From July 1, 1993 to July 1, 1994 I did a basic surgery internship, the toughest year of my life and the one of which I am most proud, at the Naval Hospital in San Diego, preparing me to repay the Navy four years of active duty service for the four year scholarship to medical school they had given me.  Early in July 1993 on my trauma service rotation, I began having some difficulties with touch sensation.  Feeling femoral artery pulses in order to phlebotomize the vessel to obtain an arterial blood gas measurement was difficult for me, sometimes impossible.  It became the running joke of Dr. G, one of the staff surgeons.  At times I felt the tears wanting to erupt but I refused to show my true emotions, laughing along with him.

As the year progressed, I started noticing other difficulties.  I had more trouble than most with fine motor tasks.  As the rest of my team would glide rapidly down the staircases, their feet seemingly not even making contact, I would be left slogging behind.  On call nights when I stayed overnight in the hospital and was awakened and summoned to assess a patient, I found it difficult to begin the long trek from my call room to the patient wards, spending the first 20 yards or so bouncing of the walls for balance.  One day I asked Dr. P, a fellow surgery intern if he was tired.  He emphatically replied “SHIT YEAH I’M TIRED!  I’VE BEEN UP FOR THE LAST 36 HOURS!”  So I tried to convince myself that it was just a hazard of the job.  But deep down I knew there was something more.

I had been a surgical intern on the urology service for the month of April 1994.  The interns rotated Fridays,  performing vasectomies and circumcisions with Captain S, the department chairman.  The previous Friday was my turn.  Apparently he had noticed something in my surgical technique that caused him enough concern to lead to our Monday morning meeting in his office, and warrant a mandatory ophthalmologic evaluation.  The reasons for his concern would not be made clear to me until a few months later.

At the appointment,  CDR E performed essentially the same exam he had performed two months previously.  This time he asked more directed questions focusing on my peripheral vision.  He was looking for signs of bitemporal hemianopsia, the classic symptoms of a pituitary adenoma, a growth in the pituitary gland at the central base of the brain that compresses the optic nerves affecting peripheral vision.    Untreated it could cause blindness, endocrine disturbances, and potentially death.  My responses to all of his questions where “No”.  “Your exam is unchanged from the last time I examined you.  I don’t see a justification for an MRI.”  “Whew.” I thought, finally releasing the breath I was holding.  “Well”, he said, “actually I do.
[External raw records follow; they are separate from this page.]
//! UDP transport adapter
//!
//! Thin layer between the forwarding engine and the endpoint demux:
//! serialize on send, demultiplex on receive. Every matching endpoint
//! gets its own copy of the payload.

use crate::protocol::udp::{self, UdpBuilder, UdpHeader};
use crate::stack::endpoint::EndPointDemux;
use crate::telemetry::StackMetrics;
use std::net::Ipv4Addr;
use tracing::{debug, trace};

pub struct UdpProtocol {
    demux: EndPointDemux,
    compute_checksums: bool,
}

impl UdpProtocol {
    /// IP protocol number this transport registers under.
    pub const PROTOCOL_NUMBER: u8 = udp::PROTOCOL_NUMBER;

    pub fn new(compute_checksums: bool) -> Self {
        Self {
            demux: EndPointDemux::new(),
            compute_checksums,
        }
    }

    pub fn demux(&self) -> &EndPointDemux {
        &self.demux
    }

    pub fn demux_mut(&mut self) -> &mut EndPointDemux {
        &mut self.demux
    }

    /// Serialize a datagram for the forwarding engine.
    pub fn build_datagram(
        &self,
        payload: &[u8],
        src: Ipv4Addr,
        dst: Ipv4Addr,
        src_port: u16,
        dst_port: u16,
    ) -> Vec<u8> {
        UdpBuilder::new()
            .src_port(src_port)
            .dst_port(dst_port)
            .payload(payload)
            .build(src, dst, self.compute_checksums)
    }

    /// Demultiplex an inbound datagram. Returns how many endpoints
    /// received a copy of the payload.
    pub fn receive(
        &mut self,
        datagram: &[u8],
        src: Ipv4Addr,
        dst: Ipv4Addr,
        incoming_iface: Option<usize>,
        metrics: &StackMetrics,
    ) -> usize {
        let (src_port, dst_port, payload) = match UdpHeader::parse(datagram) {
            Ok(header) => {
                if self.compute_checksums && !header.validate_checksum(src, dst) {
                    debug!(%src, %dst, "UDP checksum failed");
                    metrics.drop_bad_checksum.inc();
                    return 0;
                }
                (header.src_port(), header.dst_port(), header.payload().to_vec())
            }
            Err(_) => {
                metrics.drop_bad_header.inc();
                return 0;
            }
        };

        let matches = self.demux.lookup(dst, dst_port, src, src_port, incoming_iface);
        trace!(%dst, dst_port, %src, src_port, count = matches.len(), "demux");

        let mut delivered = 0;
        for id in matches {
            if let Some(endpoint) = self.demux.get_mut(id) {
                endpoint.forward_up(&payload, src, src_port);
                metrics.udp_delivered.inc();
                delivered += 1;
            }
        }
        delivered
    }
}

#[cfg(test)]
mod tests {
    use super::*;
    use std::cell::RefCell;
    use std::rc::Rc;

    const SRC: Ipv4Addr = Ipv4Addr::new(10, 0, 0, 1);
    const DST: Ipv4Addr = Ipv4Addr::new(10, 0, 0, 2);

    fn capture(
        udp: &mut UdpProtocol,
        id: crate::stack::EndPointId,
    ) -> Rc<RefCell<Vec<(Vec<u8>, Ipv4Addr, u16)>>> {
        let received = Rc::new(RefCell::new(Vec::new()));
        let sink = received.clone();
        udp.demux_mut()
            .get_mut(id)
            .unwrap()
            .set_receive_callback(Box::new(move |payload, addr, port| {
                sink.borrow_mut().push((payload.to_vec(), addr, port));
            }));
        received
    }

    #[test]
    fn test_send_receive_roundtrip() {
        let mut udp = UdpProtocol::new(false);
        let metrics = StackMetrics::new();
        let id = udp.demux_mut().allocate_with_port(2000).unwrap();
        let received = capture(&mut udp, id);

        let dgram = udp.build_datagram(b"ping", SRC, DST, 1000, 2000);
        let delivered = udp.receive(&dgram, SRC, DST, None, &metrics);

        assert_eq!(delivered, 1);
        assert_eq!(&*received.borrow(), &[(b"ping".to_vec(), SRC, 1000)]);
        assert_eq!(metrics.udp_delivered.get(), 1);
    }

    #[test]
    fn test_no_endpoint() {
        let mut udp = UdpProtocol::new(false);
        let metrics = StackMetrics::new();
        let dgram = udp.build_datagram(b"ping", SRC, DST, 1000, 2000);
        assert_eq!(udp.receive(&dgram, SRC, DST, None, &metrics), 0);
    }

    #[test]
    fn test_checksum_enforced_when_enabled() {
        let mut udp = UdpProtocol::new(true);
        let metrics = StackMetrics::new();
        let id = udp.demux_mut().allocate_with_port(2000).unwrap();
        let received = capture(&mut udp, id);

        let mut dgram = udp.build_datagram(b"ping", SRC, DST, 1000, 2000);
        dgram[10] ^= 0xff;

        assert_eq!(udp.receive(&dgram, SRC, DST, None, &metrics), 0);
        assert!(received.borrow().is_empty());
        assert_eq!(metrics.drop_bad_checksum.get(), 1);
    }

    #[test]
    fn test_corruption_ignored_when_disabled() {
        let mut udp = UdpProtocol::new(false);
        let metrics = StackMetrics::new();
        let id = udp.demux_mut().allocate_with_port(2000).unwrap();
        let received = capture(&mut udp, id);

        let mut dgram = udp.build_datagram(b"ping", SRC, DST, 1000, 2000);
        dgram[10] ^= 0xff;

        assert_eq!(udp.receive(&dgram, SRC, DST, None, &metrics), 1);
        assert_eq!(received.borrow().len(), 1);
    }

    #[test]
    fn test_malformed_datagram() {
        let mut udp = UdpProtocol::new(false);
        let metrics = StackMetrics::new();
        assert_eq!(udp.receive(&[0u8; 4], SRC, DST, None, &metrics), 0);
        assert_eq!(metrics.drop_bad_header.get(), 1);
    }

    #[test]
    fn test_connected_endpoint_shadows_listener() {
        let mut udp = UdpProtocol::new(false);
        let metrics = StackMetrics::new();
        let listener = udp.demux_mut().allocate_with_port(2000).unwrap();
        let connected = udp
            .demux_mut()
            .allocate_connected(DST, 2000, SRC, 1000)
            .unwrap();
        let listener_rx = capture(&mut udp, listener);
        let connected_rx = capture(&mut udp, connected);

        let dgram = udp.build_datagram(b"ping", SRC, DST, 1000, 2000);
        assert_eq!(udp.receive(&dgram, SRC, DST, None, &metrics), 1);
        assert!(listener_rx.borrow().is_empty());
        assert_eq!(connected_rx.borrow().len(), 1);

        // Another source lands on the listener instead.
        let dgram = udp.build_datagram(b"pong", SRC, DST, 1001, 2000);
        assert_eq!(udp.receive(&dgram, SRC, DST, None, &metrics), 1);
        assert_eq!(listener_rx.borrow().len(), 1);
        assert_eq!(connected_rx.borrow().len(), 1);
    }
}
If the captain wants an MRI, the captain will get an MRI.”

“Fuck!”       

Introduction

My name is Rudy Yanuck.  I am a 48-year-old retired physician, a US navy veteran, father of six, and a 20 year survivor of multiple sclerosis.  Through this blog, I hope to share my journey walking hand-in-hand with MS by sharing my trials and triumphs, tragedies and victories.  Hopefully my story will inspire and give hope not only to those suffering with multiple sclerosis, but also those suffering any chronic disease, such as Lupus, Parkinson's, Alzheimer's, mental illness, even those suffering from chronic health.  I know personally that reading other people’s accounts of their difficulties and how they were able to cope with their illness and continue living life fully have been very inspirational to me- Michael J Fox and Richard Cohen quickly come to mind.  Maybe you will find comfort and support in the words I write and the community I hope to build.